With India’s Union Budget 2026–27 scheduled for February 1, UAE-based business owners, investors, and NRI entrepreneurs are closely monitoring the policy measures that could shape capital flows, operational costs, and expansion strategies tied to India.
For many NRIs running cross-border businesses, the focus is less on headline announcements and more on the “fine print” affecting compliance, liquidity, sector incentives, and long-term planning. Feedback from UAE-based investors and sector professionals highlights 12 areas of particular interest:
1. Faster Tech Adoption for MSMEs Beyond Metros
Businesses expect structured technology adoption across MSMEs in Tier-2 and Tier-3 cities.
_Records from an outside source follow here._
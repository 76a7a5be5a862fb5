//! Events emitted by the channel client.

mod chat;
mod domain;
mod system;

pub use chat::ChatMessage;
pub use domain::{ClientEvent, DomainEvent, EventCategory, LifecycleEvent};
pub use system::{EventPriority, SystemEventKind};
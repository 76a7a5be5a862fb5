//! # Resolvinator Gateway
//!
//! Real-time client for the Resolvinator channel server.
//!
//! This crate provides:
//! - A transport abstraction with a tokio-tungstenite WebSocket implementation
//! - A connection state machine with fixed-interval reconnection
//! - Channel subscription tracking that survives reconnects
//! - Inbound validation, routing and typed events
//! - End-to-end encrypted private messaging
//!
//! # Example
//!
//! ```no_run
//! use resolvinator_gateway::prelude::*;
//!
//! # async fn run() -> Result<(), Box<dyn std::error::Error>> {
//! let config = ChannelConfig::builder()
//!     .base_url("wss://api.example.com")
//!     .token("t0k3n")
//!     .build();
//!
//! let client = ChannelClient::builder(config).spawn()?;
//! let mut news = client.events().filtered([EventCategory::News]);
//! client.subscribe_all().await?;
//! client.connect().await?;
//!
//! while let Some(event) = news.recv().await {
//!     println!("{event:?}");
//! }
//! # Ok(())
//! # }
//! ```

#![warn(missing_docs)]
#![allow(clippy::missing_errors_doc)]

/// Channel client: state machine, registry, validator and router
pub mod channel;

/// Private messaging on top of the channel client
pub mod messaging;

/// Transport abstraction and WebSocket implementation
pub mod transport;

/// Prelude module for convenient imports
pub mod prelude {
    pub use crate::channel::{
        ChannelClient, ChannelClientBuilder, ChannelConfig, ChannelConfigBuilder, EventStream,
        MessageRouter, SubscriptionSnapshot, TopicHandler,
    };
    pub use crate::messaging::MessagingClient;
    pub use crate::transport::{Transport, TransportEvent, WebSocketTransport};
    pub use resolvinator_core::events::{
        ClientEvent, DomainEvent, EventCategory, LifecycleEvent, SystemEventKind,
    };
    pub use resolvinator_core::types::{ChannelTopic, ConnectionState, ProjectId, StreamChannel};
}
This could strengthen supplier networks, improve digital integration, and enable faster scaling outside high-cost metro markets.
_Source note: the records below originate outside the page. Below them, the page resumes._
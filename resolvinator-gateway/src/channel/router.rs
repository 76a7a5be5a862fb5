//! Classifies validated frames and dispatches them to topic handlers.

use resolvinator_core::events::{ClientEvent, LifecycleEvent};
use serde_json::Value;
use tracing::{debug, info, warn};

use super::frame::{InboundFrame, PHX_ERROR, PHX_REPLY};
use super::handlers::{
    BroadcastHandler, ProjectHandler, ResourceHandler, SystemHandler, TopicHandler, UserHandler,
};

/// Events that are always written to the audit log.
const AUDITED_EVENTS: [&str; 3] = ["user:join", "user:leave", "system:update"];

/// Routes frames to the first registered handler whose topic matches.
pub struct MessageRouter {
    handlers: Vec<Box<dyn TopicHandler>>,
}

impl MessageRouter {
    /// Creates a router with no handlers; every frame is dropped.
    #[must_use]
    pub fn new() -> Self {
        Self {
            handlers: Vec::new(),
        }
    }

    /// Router for the full protocol: risks, project, user, system and broadcasts.
    #[must_use]
    pub fn standard() -> Self {
        Self::new()
            .with_handler(ResourceHandler)
            .with_handler(ProjectHandler)
            .with_handler(UserHandler)
            .with_handler(SystemHandler)
            .with_handler(BroadcastHandler)
    }

    /// Registers a handler after those already present.
    #[must_use]
    pub fn with_handler(mut self, handler: impl TopicHandler + 'static) -> Self {
        self.handlers.push(Box::new(handler));
        self
    }

    /// Names of the registered handlers, in match order.
    pub fn handler_names(&self) -> impl Iterator<Item = &'static str> + '_ {
        self.handlers.iter().map(|h| h.name())
    }

    /// Turns one frame into the events to emit.
    pub fn route(&self, frame: InboundFrame) -> Vec<ClientEvent> {
        if frame.event == PHX_ERROR {
            if mentions_unauthorized(&frame.payload) {
                warn!(topic = %frame.topic, "Server rejected credentials");
                return vec![
                    LifecycleEvent::AuthenticationFailed {
                        reason: frame.payload.to_string(),
                    }
                    .into(),
                ];
            }
            warn!(topic = %frame.topic, payload = %frame.payload, "Channel error");
        }

        if AUDITED_EVENTS.contains(&frame.event.as_str()) {
            info!(
                target: "resolvinator::audit",
                topic = %frame.topic,
                event = %frame.event,
                "Sensitive event received"
            );
        }

        if frame.event == PHX_REPLY {
            let status = frame.payload.get("status").and_then(Value::as_str);
            if status == Some("ok") {
                info!(topic = %frame.topic, reference = ?frame.reference, "Channel reply ok");
            } else {
                warn!(topic = %frame.topic, status = ?status, payload = %frame.payload, "Channel reply not ok");
            }
            return Vec::new();
        }

        let Some(handler) = self.handlers.iter().find(|h| h.matches(&frame.topic)) else {
            debug!(topic = %frame.topic, event = %frame.event, "No handler for topic");
            return Vec::new();
        };

        debug!(handler = handler.name(), topic = %frame.topic, event = %frame.event, "Routing frame");
        handler
            .handle(&frame.event, frame.payload)
            .into_iter()
            .map(ClientEvent::from)
            .collect()
    }
}

impl Default for MessageRouter {
    fn default() -> Self {
        Self::standard()
    }
}

impl std::fmt::Debug for MessageRouter {
    fn fmt(&self, f: &mut std::fmt::Formatter<'_>) -> std::fmt::Result {
        f.debug_struct("MessageRouter")
            .field("handlers", &self.handler_names().collect::<Vec<_>>())
            .finish()
    }
}

fn mentions_unauthorized(payload: &Value) -> bool {
    payload.to_string().to_ascii_lowercase().contains("unauthorized")
}

#[cfg(test)]
mod tests {
    use super::*;
    use resolvinator_core::events::DomainEvent;
    use resolvinator_core::types::UserId;
    use serde_json::json;

    fn frame(topic: &str, event: &str, payload: Value) -> InboundFrame {
        InboundFrame {
            topic: topic.to_string(),
            event: event.to_string(),
            payload,
            reference: None,
        }
    }

    #[test]
    fn test_unauthorized_error_stops_routing() {
        let router = MessageRouter::standard();
        let events = router.route(frame("risks:1", "phx_error", json!({"reason": "Unauthorized"})));
        assert_eq!(events.len(), 1);
        assert!(matches!(
            events[0].as_lifecycle(),
            Some(LifecycleEvent::AuthenticationFailed { .. })
        ));
    }

    #[test]
    fn test_other_channel_errors_are_routed() {
        let router = MessageRouter::standard();
        let events = router.route(frame("system", "phx_error", json!({"reason": "crashed"})));
        assert_eq!(
            events,
            vec![ClientEvent::from(DomainEvent::SystemStatusUpdated {
                payload: json!({"reason": "crashed"})
            })]
        );
    }

    #[test]
    fn test_reply_produces_no_events() {
        let router = MessageRouter::standard();
        assert!(router.route(frame("risks:1", "phx_reply", json!({"status": "ok"}))).is_empty());
        assert!(router.route(frame("risks:1", "phx_reply", json!({"status": "error"}))).is_empty());
    }

    #[test]
    fn test_risk_deleted_on_project_topic() {
        let router = MessageRouter::standard();
        let events = router.route(frame("risks:42", "risk:deleted", json!({"id": 5})));
        assert_eq!(events, vec![ClientEvent::from(DomainEvent::ResourceDeleted { id: 5 })]);
    }

    #[test]
    fn test_presence_through_router() {
        let router = MessageRouter::standard();
        let events = router.route(frame(
            "user:1",
            "presence_diff",
            json!({"joins": {"7": {}}, "leaves": {"9": {}}}),
        ));
        let presence: Vec<_> = events
            .iter()
            .filter_map(ClientEvent::as_domain)
            .map(|e| match e {
                DomainEvent::PresenceChanged { user_id, online } => (*user_id, *online),
                other => panic!("unexpected event {other:?}"),
            })
            .collect();
        assert_eq!(presence, vec![(UserId::new(7), true), (UserId::new(9), false)]);
    }

    #[test]
    fn test_unknown_topic_is_dropped() {
        let router = MessageRouter::standard();
        assert!(router.route(frame("weather:1", "rain", json!({}))).is_empty());
    }

    #[test]
    fn test_custom_handler_set() {
        let router = MessageRouter::new().with_handler(UserHandler);
        assert_eq!(router.handler_names().collect::<Vec<_>>(), vec!["user"]);
        assert!(router.route(frame("risks:1", "risk:deleted", json!({"id": 1}))).is_empty());
    }

    #[test]
    fn test_audited_event_still_routed() {
        let router = MessageRouter::standard();
        let events = router.route(frame("system", "system:update", json!({"v": 2})));
        assert_eq!(events.len(), 1);
    }
}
2. Creation of Digital Economy Zones in Smaller Cities
Dedicated digital economy zones aim to build regional growth hubs, offering lower-cost locations for NRI-led ventures, tech parks, and service operations while mitigating concentration risk in saturated urban centres.
3. National Scheme to Scale Startups Outside Tier-1 Cities
A targeted programme to boost startups in smaller cities could widen the pipeline of investable companies, creating jobs and diversifying deal flow geographically.
4. Expansion of PLI Incentives into AI, Space, Robotics
Expectations that the Production-Linked Incentive (PLI) scheme may cover advanced technologies could lower entry barriers and support manufacturing or R&D collaborations for global clients.
5. Higher Public Spending on Future-Tech Infrastructure
Increased government investment in AI and advanced digital infrastructure matters for overseas founders relying on deep-tech ecosystems, specialised talent, and long-term policy backing.
6. Customs Dispute Resolution and Tariff Rationalisation
Proposed reforms, including one-time customs dispute settlements and tariff clean-up, would directly impact trading businesses, regional distribution hubs, and cross-border supply chains managed from the Gulf.
7. Predictability During New Income Tax Guideline Rollout
Expectations of stable rates and smooth transitions under the new tax framework are critical for NRIs managing multi-country structures, dividend flows, and compliance obligations.
8. Higher Standard Deduction for Salaried Taxpayers
Lifting the standard deduction could benefit UAE residents earning India-sourced salary, board remuneration, or professional income, easing personal tax liabilities.
9. Extended Timelines for Filing Belated and Revised Returns
Longer filing windows would reduce compliance risks for overseas business owners managing multi-jurisdictional income reporting.
10. Housing Loan Interest Relief Under the New Regime
Proposals for home-loan interest deductions are particularly relevant for UAE investors with residential portfolios in India, helping manage repayments, rental income, and repatriation.
11. Faster GST Refunds and Liquidity Support
Quicker GST refunds would improve cash-flow predictability for exporters, manufacturers, and service providers, directly affecting hiring and expansion plans.
12. Stronger Credit Guarantees and Risk-Sharing Frameworks
Enhanced domestic liquidity and credit-guarantee structures are vital for financing MSMEs, consumer businesses, and startups, influencing deal viability and growth speed.